BACKGROUND: Despite many recent advances in endovascular therapy (EVT), peripheral artery disease (PAD) is an increasing health problem with high mortality. Heart-type fatty acid-binding protein (H-FABP) and high-sensitivity troponin T (hsTnT) are markers of ongoing myocardial damage and have been reported to be useful indicators of future cardiovascular events. However, it remains to be determined whether H-FABP and hsTnT can predict adverse clinical outcomes in patients with PAD. METHODS AND
RESULTS: We enrolled 208 de novo PAD patients who underwent EVT. Serum H-FABP and hsTnT were measured in all patients before EVT. During the median follow-up period of 694 days, there were 40 major adverse cardiovascular and cerebrovascular events (MACCEs) including all-cause deaths, and re-hospitalizations due to cardiovascular and cerebrovascular diseases and amputations. H-FABP and hsTnT were found to be higher in patients with critical limb ischemia (CLI) compared to those without this condition. Multivariate Cox proportional hazard regression analysis revealed that both H-FABP and hsTnT were independent predictors of MACCEs after adjustment for confounding factors. Kaplan-Meier analysis demonstrated that patients in the highest tertile according to H-FABP levels, as well as those in the highest hsTnT tertile, were at greatest risk for MACCEs. The net reclassification index was significantly improved by the addition of H-FABP as well as the addition of hsTnT to traditional risk factors.
CONCLUSION: The myocardial damage markers H-FABP and hsTnT were increased in PAD patients with CLI and could predict MACCEs in PAD patients.

Introduction

Peripheral artery disease (PAD) is an athero-occlusive disease of the lower limb arteries resulting in impaired mortality. The presence of PAD is an independent predictor of cardiovascular events [1]. Despite medical advances, patients with PAD have three times higher risk of all-cause mortality in general and of cardiovascular mortality in particular compared to those without PAD [2]. Although reduced lower extremity performance was reported to be a prognostic marker for mortality, little is known about useful biomarkers for identifying PAD patients at high risk.

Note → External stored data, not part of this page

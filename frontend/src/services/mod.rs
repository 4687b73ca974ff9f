pub mod date_utils;
pub mod lessons_data;
pub mod logging;
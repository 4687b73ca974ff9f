use shared::{detail_url, LessonRecord};
use yew::prelude::*;

#[derive(Properties, PartialEq)]
pub struct LessonPopupProps {
    pub lessons: Vec<LessonRecord>,
    /// Detail URL template ending in "0/"
    pub detail_base: String,
}

/// Detail popup for one day, rendered inside its day cell. At most one of
/// these exists at a time; the calendar holds a single popup slot.
#[function_component(LessonPopup)]
pub fn lesson_popup(props: &LessonPopupProps) -> Html {
    html! {
        <div class="lessons-popup">
            {for props.lessons.iter().map(|lesson| html! {
                <div class="lesson-item">
                    <div class="lesson-time">{&lesson.time}</div>
                    <div class="lesson-title">{&lesson.title}</div>
                    <div class="lesson-location">{&lesson.location}</div>
                    <div class="lesson-instructor">{&lesson.instructor}</div>
                    <div class="lesson-duration">{format!("{} min", lesson.duration)}</div>
                    <div class="lesson-spots">
                        {format!("Available: {}/{}", lesson.available_spots, lesson.capacity)}
                    </div>
                    <div class="lesson-price">{format!("{:.0} Kč", lesson.price)}</div>
                    <a class="btn" href={detail_url(&props.detail_base, lesson.id)}>
                        {"Reserve"}
                    </a>
                </div>
            })}
        </div>
    }
}
use wasm_bindgen::prelude::*;
use wasm_bindgen::JsCast;
use web_sys::Element;
use yew::prelude::*;

/// Dismisses an open popup on the first click that lands outside of it.
///
/// While `active`, a capturing document-wide click listener inspects every
/// click; the first one whose target matches nothing in `keep_selector`
/// emits `on_outside`. The listener handle lives inside the effect and is
/// removed exactly once when `active` flips back off or the component
/// unmounts, so repeated opens never leak handlers.
#[hook]
pub fn use_outside_click(active: bool, keep_selector: &'static str, on_outside: Callback<()>) {
    use_effect_with((active, on_outside), move |(active, on_outside)| {
        let mut teardown: Option<Box<dyn FnOnce()>> = None;

        if *active {
            if let Some(document) = web_sys::window().and_then(|window| window.document()) {
                let on_outside = on_outside.clone();
                let handler = Closure::wrap(Box::new(move |event: web_sys::Event| {
                    let inside = event
                        .target()
                        .and_then(|target| target.dyn_into::<Element>().ok())
                        .and_then(|element| element.closest(keep_selector).ok().flatten())
                        .is_some();
                    if !inside {
                        on_outside.emit(());
                    }
                }) as Box<dyn FnMut(_)>);

                // Capture phase, so the click that opened the popup (already
                // past the document by the time this runs) can never hit it
                let _ = document.add_event_listener_with_callback_and_bool(
                    "click",
                    handler.as_ref().unchecked_ref(),
                    true,
                );

                teardown = Some(Box::new(move || {
                    let _ = document.remove_event_listener_with_callback_and_bool(
                        "click",
                        handler.as_ref().unchecked_ref(),
                        true,
                    );
                }));
            }
        }

        move || {
            if let Some(teardown) = teardown {
                teardown();
            }
        }
    });
}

Cardiac biomarkers have been reported to be useful in predicting an increased risk of death, not only in patients with heart disease, but also for subjects in the general population [3], [4], [5]. Heart-type fatty acid-binding protein (H-FABP) is a low molecular weight protein in the cytosol of cardiomyocytes, and is rapidly released into the circulation from damaged myocardial tissue [6]. Therefore, H-FABP is a marker for myocardial damage. Cardiac troponin T, which is a myofibrillar component of cardiomyocytes, is an established marker for myocardial damage [7]. Myocardial damage markers can be used to risk stratify patients with various types of heart disease [8], [9], [10], [11]. However, the prognostic value of these myocardial damage markers has not yet been elucidated in patients with PAD.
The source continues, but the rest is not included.